• _WORK TO BE COMPLETED_
Gather all lines with "version" from the records.

(Data records)

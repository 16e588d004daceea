/*
 *  display/hardware.rs
 *
 *  unicornhatmini - two chips, one picture
 *  (c) 2020-26 unicornhatmini contributors
 *
 *  Linux spidev + sysfs GPIO wiring for a Raspberry Pi host
 *
 *  This program is free software: you can redistribute it and/or modify
 *  it under the terms of the GNU General Public License as published by
 *  the Free Software Foundation, either version 3 of the License, or
 *  (at your option) any later version.
 *
 *  This program is distributed in the hope that it will be useful,
 *  but WITHOUT ANY WARRANTY; without even the implied warranty of
 *  MERCHANTABILITY or FITNESS FOR A PARTICULAR PURPOSE.  See the
 *  GNU General Public License for more details.
 *
 *  See <http://www.gnu.org/licenses/> to get a copy of the GNU General
 *  Public License.
 *
 */

use linux_embedded_hal::spidev::{SpiModeFlags, SpidevOptions};
use linux_embedded_hal::sysfs_gpio::Direction;
use linux_embedded_hal::{Delay, SpidevDevice, SysfsPin};
use log::info;

use crate::config::{DisplayConfig, PanelConfig};
use super::command::SPI_BITS_PER_WORD;
use super::driver::UnicornHatMini;
use super::error::DisplayError;
use super::panel::{Panel, PanelId};

/// Driver over the Linux userspace SPI and GPIO interfaces
pub type HardwareDisplay = UnicornHatMini<SpidevDevice, SysfsPin>;

/// Open both panels as configured and run the power-up sequence
///
/// `config` supplies the spidev paths, chip-select GPIOs and clock; anything
/// unset falls back to the HAT's wiring (spidev0.0/BCM8, spidev0.1/BCM7,
/// 600 kHz).
pub fn open(config: &DisplayConfig) -> Result<HardwareDisplay, DisplayError> {
    let speed_hz = config.speed_hz_or_default();
    let left = open_panel(PanelId::Left, &config.left_or_default(), speed_hz)?;
    let right = open_panel(PanelId::Right, &config.right_or_default(), speed_hz)?;

    let mut delay = Delay;
    UnicornHatMini::new(left, right, &mut delay)
}

fn open_panel(
    id: PanelId,
    cfg: &PanelConfig,
    speed_hz: u32,
) -> Result<Panel<SpidevDevice, SysfsPin>, DisplayError> {
    info!("Opening {} panel on {} (CS GPIO{}, {} Hz)", id, cfg.bus, cfg.cs_pin, speed_hz);

    let mut spi = SpidevDevice::open(&cfg.bus).map_err(|e| {
        DisplayError::InitializationFailed(format!("Failed to open SPI {}: {:?}", cfg.bus, e))
    })?;
    let options = SpidevOptions::new()
        .bits_per_word(SPI_BITS_PER_WORD)
        .max_speed_hz(speed_hz)
        .mode(SpiModeFlags::SPI_MODE_0)
        .build();
    spi.configure(&options).map_err(|e| {
        DisplayError::InitializationFailed(format!("Failed to configure SPI {}: {:?}", cfg.bus, e))
    })?;

    // deselected (high) from the moment it becomes an output
    let cs = SysfsPin::new(cfg.cs_pin);
    cs.export().map_err(|e| {
        DisplayError::InitializationFailed(format!("Failed to export GPIO{}: {:?}", cfg.cs_pin, e))
    })?;
    cs.set_direction(Direction::High).map_err(|e| {
        DisplayError::InitializationFailed(format!("Failed to set GPIO{} as output: {:?}", cfg.cs_pin, e))
    })?;

    Ok(Panel::new(id, spi, cs))
}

• _RESULT FOR THIS TASK_
 *  the Free Software Foundation, either version 3 of the License, or
 *  (at your option) any later version.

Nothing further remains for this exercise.